“For we are God’s masterpiece. He has created us anew in Christ Jesus, so we can do the good things He planned for us long ago.” Ephesians 2:10 NLT
I didn’t feel like a masterpiece when I left my home and marriage in April 2020. I felt broken — in every way imaginable. I had been praying for over twelve years for my abusive marriage to be repaired, renewed and healed. Hoping and waiting.
There was a wonderful one-year period of time where my husband chose to take on his role as spiritual leader and we had a church home and community. We prayed together and studied The Word together – we were happy! But almost as quickly as that wonderful year started and bloomed, it went away and the abuse resumed.
I prayed again for healing and restoration and I waited. I also began to ask GOD whether I should stay in my abusive marriage or leave – I continually heard, “Stay.”
Throughout those long years of praying and waiting, I longed for rescue and became discouraged, depressed, angry, and bitter – but I continued to pray. My family was also praying with me, but as the years passed, they began to beg me to leave. At times they would offer solutions, but I was too proud to accept their help and I had told myself long ago that I would never go through a third divorce. It made me feel even more like a failure. For twelve years, I tolerated the verbal abuse and accepted the ugly names hurled at me as truth.
About a year ago as I was praying, something changed. One morning I heard GOD whisper, “You’ll be divorced at sixty. I will rescue you. Trust Me.” This scared me. Was I imagining things? Hearing what I wanted to hear? Was that You, GOD? I didn’t actively do anything about this – BUT – I thought about it – A LOT! I had nowhere to go. I didn’t have a job. I had no money. So, how was I supposed to escape my toxic life?

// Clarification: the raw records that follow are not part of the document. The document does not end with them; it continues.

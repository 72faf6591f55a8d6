//! JSON Schema validation for catalog snapshot documents.
//!
//! Snapshot files are checked against an embedded JSON Schema (Draft 7)
//! before they are deserialized, so a broken export is rejected with one
//! message per offending field instead of a single serde error.
//!
//! # Embedded Schema
//!
//! Embedded at compile time from `schemas/catalog-snapshot.json`. All five
//! entity arrays are required: a snapshot missing a kind must fail rather
//! than be analyzed as "no duplicates".
//!
//! # Example
//!
//! ```rust,ignore
//! use serde_json::json;
//! use catalog_integrity::validate_snapshot;
//!
//! let doc = json!({
//!     "assets": [], "works": [], "artists": [], "categories": [], "labels": []
//! });
//! assert!(validate_snapshot(&doc).is_ok());
//! ```

use once_cell::sync::Lazy;
use serde_json::Value;

static SNAPSHOT_SCHEMA: Lazy<Value> = Lazy::new(|| {
    serde_json::from_str(include_str!("../../schemas/catalog-snapshot.json"))
        .expect("Invalid embedded schema")
});

/// Validate a JSON value against a JSON schema.
///
/// # Returns
/// * `Ok(())` when valid
/// * `Err(Vec<String>)` with one message per error otherwise
pub fn validate(schema: &Value, data: &Value) -> Result<(), Vec<String>> {
    let validator = jsonschema::draft7::new(schema)
        .map_err(|e| vec![format!("Invalid schema: {}", e)])?;

    let errors: Vec<String> = validator
        .iter_errors(data)
        .map(|e| e.to_string())
        .collect();

    if errors.is_empty() {
        Ok(())
    } else {
        Err(errors)
    }
}

/// Quick true/false check.
pub fn is_valid(schema: &Value, data: &Value) -> bool {
    jsonschema::draft7::is_valid(schema, data)
}

/// Validate a whole snapshot document.
pub fn validate_snapshot(data: &Value) -> Result<(), Vec<String>> {
    validate(&SNAPSHOT_SCHEMA, data)
}

/// Quick check against the snapshot schema.
pub fn is_valid_snapshot(data: &Value) -> bool {
    is_valid(&SNAPSHOT_SCHEMA, data)
}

In early 2020, circumstances began to fall into place as GOD started to reveal His plan. I was reunited with an old friend who had learned of my situation and wanted to help me. This dear friend offered to pay for my divorce and moving expenses – no questions asked. At the same time, my daughter and son-in-love offered to let me move into their home until I could regain my independence. God was opening doors and I needed to trust Him and start walking!
Once I moved, it was time to start healing. I dove head first into God’s Word, devotionals and prayer – I couldn’t get enough! The more I read and studied, the more I craved. GOD had begun an amazing healing in me – I’ve felt His loving, healing arms taking away my brokenness with each passing day. He has blessed me beyond measure! GOD has so healed my heart that He has revived my compassion for others and restored my servants’ heart – He has literally set my soul on fire!
For as long as I can remember, I’ve been searching for my true identity. GOD led me to a Bible study where I learned about His Word and myself – it deepened my heart-to-heart connection with GOD, strengthened my prayer life and I learned my real and true identity.
Now I know that I am created in His image, Chosen by Him, I am Worthy, I am forgiven, I am loved, and I am enough! All of the lies I had come to believe over the past twelve years are gone. I am God’s daughter and no one can take that away from me.
“For I know what I have planned for you,” says the Lord, “I have plans to prosper you, not to harm you. I have plans to give you a future filled with hope.” Jeremiah 29:11 NET
Today, I’m thankful for all of the trials storms – GOD used them to mold me into who I am today.
Kathy Glor is a single mother of three children – daughter, 39; twin son & daughter, 35. She is a proud grandmother to to 10 with one more coming in April! Kathy is a “retired” Nurse Practitioner and presently moving into her new career in the medical billing & coding field. Kathy is a passionate Jesus girl and loves participating in Proverbs 31 Ministries Online Bible Study. She is currently seeking volunteer work through her new church community.
We thank you, Kathy, for sharing your heart and your Testimony of GOD’s love and grace in your life. Your contribution to Testimony Thursday this month is well appreciated!